§ **Provided records**
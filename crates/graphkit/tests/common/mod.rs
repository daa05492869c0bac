//! Common test utilities and fixtures
//!
//! - `ScriptedTransport` replays canned responses and records what it was sent,
//!   for pipeline tests that run on tokio's paused clock
//! - `EchoBatch` is a wiremock responder answering every step of a `$batch` call
//! - rstest fixtures for a mock server and a client pointed at it

#![allow(dead_code)]

use async_trait::async_trait;
use graphkit::{GraphClient, HttpRequest, HttpResponse, Transport, TransportError};
use graphkit::http::{HeaderValue, RetryOptions, StatusCode};
use rstest::fixture;
use std::collections::VecDeque;
use std::sync::{Arc, Mutex};
use std::time::Duration;
use tokio::time::Instant;
use wiremock::{MockServer, Request, Respond, ResponseTemplate};

/// Test access token
pub const TEST_TOKEN: &str = "test-token";

/// Transport that answers from a script; the last response repeats forever.
pub struct ScriptedTransport {
    script: Mutex<VecDeque<HttpResponse>>,
    sent: Mutex<Vec<(HttpRequest, Instant)>>,
}

impl ScriptedTransport {
    pub fn new(responses: impl IntoIterator<Item = HttpResponse>) -> Arc<Self> {
        Arc::new(Self {
            script: Mutex::new(responses.into_iter().collect()),
            sent: Mutex::new(Vec::new()),
        })
    }

    /// Requests received, in order.
    pub fn requests(&self) -> Vec<HttpRequest> {
        self.sent.lock().unwrap().iter().map(|(r, _)| r.clone()).collect()
    }

    /// Gaps between consecutive sends.
    pub fn gaps(&self) -> Vec<Duration> {
        let sent = self.sent.lock().unwrap();
        sent.windows(2).map(|w| w[1].1 - w[0].1).collect()
    }

    pub fn calls(&self) -> usize {
        self.sent.lock().unwrap().len()
    }
}

#[async_trait]
impl Transport for ScriptedTransport {
    async fn send(&self, request: HttpRequest) -> Result<HttpResponse, TransportError> {
        self.sent.lock().unwrap().push((request, Instant::now()));

        let mut script = self.script.lock().unwrap();
        let response = if script.len() > 1 {
            script.pop_front()
        } else {
            script.front().cloned()
        };
        Ok(response.unwrap_or_else(|| HttpResponse::with_status(StatusCode::OK)))
    }
}

pub fn status(code: u16) -> HttpResponse {
    HttpResponse::with_status(StatusCode::from_u16(code).unwrap())
}

pub fn redirect(code: u16, location: &str) -> HttpResponse {
    let mut response = status(code);
    response
        .headers
        .insert("location", HeaderValue::from_str(location).unwrap());
    response
}

pub fn throttled(code: u16, retry_after: Option<&str>) -> HttpResponse {
    let mut response = status(code);
    if let Some(value) = retry_after {
        response
            .headers
            .insert("retry-after", HeaderValue::from_str(value).unwrap());
    }
    response
}

/// Graph error body
pub fn graph_error(code: &str, message: &str) -> serde_json::Value {
    serde_json::json!({
        "error": {
            "code": code,
            "message": message,
            "innerError": {
                "request-id": "0f1c6c5e-3c8d-4b8e-9d3b-8b2d2c7f9a10",
                "date": "2024-05-01T10:00:00"
            }
        }
    })
}

/// Answers each step of a `$batch` request, in reverse order.
///
/// Steps whose id is in `failing` get a 429; the rest echo their url.
pub struct EchoBatch {
    pub failing: Vec<String>,
}

impl Respond for EchoBatch {
    fn respond(&self, request: &Request) -> ResponseTemplate {
        let body: serde_json::Value = match serde_json::from_slice(&request.body) {
            Ok(body) => body,
            Err(_) => return ResponseTemplate::new(400),
        };

        let mut responses: Vec<serde_json::Value> = body["requests"]
            .as_array()
            .cloned()
            .unwrap_or_default()
            .into_iter()
            .map(|step| {
                let id = step["id"].as_str().unwrap_or_default().to_string();
                if self.failing.contains(&id) {
                    serde_json::json!({
                        "id": id,
                        "status": 429,
                        "headers": {"retry-after": "3"},
                        "body": graph_error("TooManyRequests", "Too many requests")
                    })
                } else {
                    serde_json::json!({
                        "id": id,
                        "status": 200,
                        "headers": {"content-type": "application/json"},
                        "body": {"url": step["url"]}
                    })
                }
            })
            .collect();
        responses.reverse();

        ResponseTemplate::new(200).set_body_json(serde_json::json!({ "responses": responses }))
    }
}

/// Fixture providing a wiremock HTTP server
#[fixture]
pub async fn mock_server() -> MockServer {
    MockServer::start().await
}

/// Client pointed at `server` with fast, bounded retries.
pub fn test_client(server: &MockServer) -> GraphClient {
    GraphClient::builder()
        .access_token(TEST_TOKEN)
        .base_url(server.uri())
        .timeout(Duration::from_secs(5))
        .retry_options(RetryOptions::new(3, Duration::from_millis(10)))
        .build()
        .expect("Failed to build test client")
}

§ **What to do**
If a line above includes the string "insert", pick it out.

§ **Solution to this problem**
        .insert("location", HeaderValue::from_str(location).unwrap());
            .insert("retry-after", HeaderValue::from_str(value).unwrap());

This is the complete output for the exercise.